Assignment –
Only a slice of the listing below is wanted. Retype the lines from the one containing "pub fn toggle(&mut" through the one containing "pub fn ids(&self)", exactly, both ends included.

Records provided –
__________________________________________________

use std::path::{Path, PathBuf};

/// Writes `bytes` to `dir/file_name`, creating `dir` when missing.
pub async fn save_download(dir: &Path, file_name: &str, bytes: &[u8]) -> std::io::Result<PathBuf> {
    if !dir.as_os_str().is_empty() {
        tokio::fs::create_dir_all(dir).await?;
    }
    let path = dir.join(file_name);
    tokio::fs::write(&path, bytes).await?;
    tracing::info!("Saved {} ({} bytes)", path.display(), bytes.len());
    Ok(path)
}
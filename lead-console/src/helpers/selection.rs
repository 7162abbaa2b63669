use shared_types::Contact;
use std::collections::BTreeSet;

/// Bulk-select state for the contact list.
#[derive(Debug, Default, Clone)]
pub struct Selection {
    active: bool,
    selected: BTreeSet<i64>,
}

impl Selection {
    pub fn new() -> Self {
        Self::default()
    }

    pub fn is_active(&self) -> bool {
        self.active
    }

    /// Enters or leaves select mode; either way starts from an empty set.
    pub fn toggle_mode(&mut self) {
        self.active = !self.active;
        self.selected.clear();
    }

    /// `checked` selects every visible contact, otherwise clears the selection.
    pub fn select_all(&mut self, checked: bool, visible: &[Contact]) {
        if checked {
            self.selected.extend(visible.iter().map(|c| c.id));
        } else {
            self.selected.clear();
        }
    }

    pub fn toggle(&mut self, contact_id: i64) {
        if !self.selected.remove(&contact_id) {
            self.selected.insert(contact_id);
        }
    }

    pub fn is_selected(&self, contact_id: i64) -> bool {
        self.selected.contains(&contact_id)
    }

    pub fn len(&self) -> usize {
        self.selected.len()
    }

    pub fn is_empty(&self) -> bool {
        self.selected.is_empty()
    }

    pub fn clear(&mut self) {
        self.selected.clear();
    }

    /// State of the header checkbox.
    pub fn all_selected(&self, visible: &[Contact]) -> bool {
        !visible.is_empty() && self.selected.len() == visible.len()
    }

    /// Drops ids that are no longer in the visible list.
    pub fn retain_visible(&mut self, visible: &[Contact]) {
        let ids: BTreeSet<i64> = visible.iter().map(|c| c.id).collect();
        self.selected.retain(|id| ids.contains(id));
    }

    pub fn ids(&self) -> Vec<i64> {
        self.selected.iter().copied().collect()
    }

    pub fn label(&self) -> String {
        format!("{} selected", self.selected.len())
    }
}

__________________________________________________

Exercise response –
    pub fn toggle(&mut self, contact_id: i64) {
        if !self.selected.remove(&contact_id) {
            self.selected.insert(contact_id);
        }
    }

    pub fn is_selected(&self, contact_id: i64) -> bool {
        self.selected.contains(&contact_id)
    }

    pub fn len(&self) -> usize {
        self.selected.len()
    }

    pub fn is_empty(&self) -> bool {
        self.selected.is_empty()
    }

    pub fn clear(&mut self) {
        self.selected.clear();
    }

    /// State of the header checkbox.
    pub fn all_selected(&self, visible: &[Contact]) -> bool {
        !visible.is_empty() && self.selected.len() == visible.len()
    }

    /// Drops ids that are no longer in the visible list.
    pub fn retain_visible(&mut self, visible: &[Contact]) {
        let ids: BTreeSet<i64> = visible.iter().map(|c| c.id).collect();
        self.selected.retain(|id| ids.contains(id));
    }

    pub fn ids(&self) -> Vec<i64> {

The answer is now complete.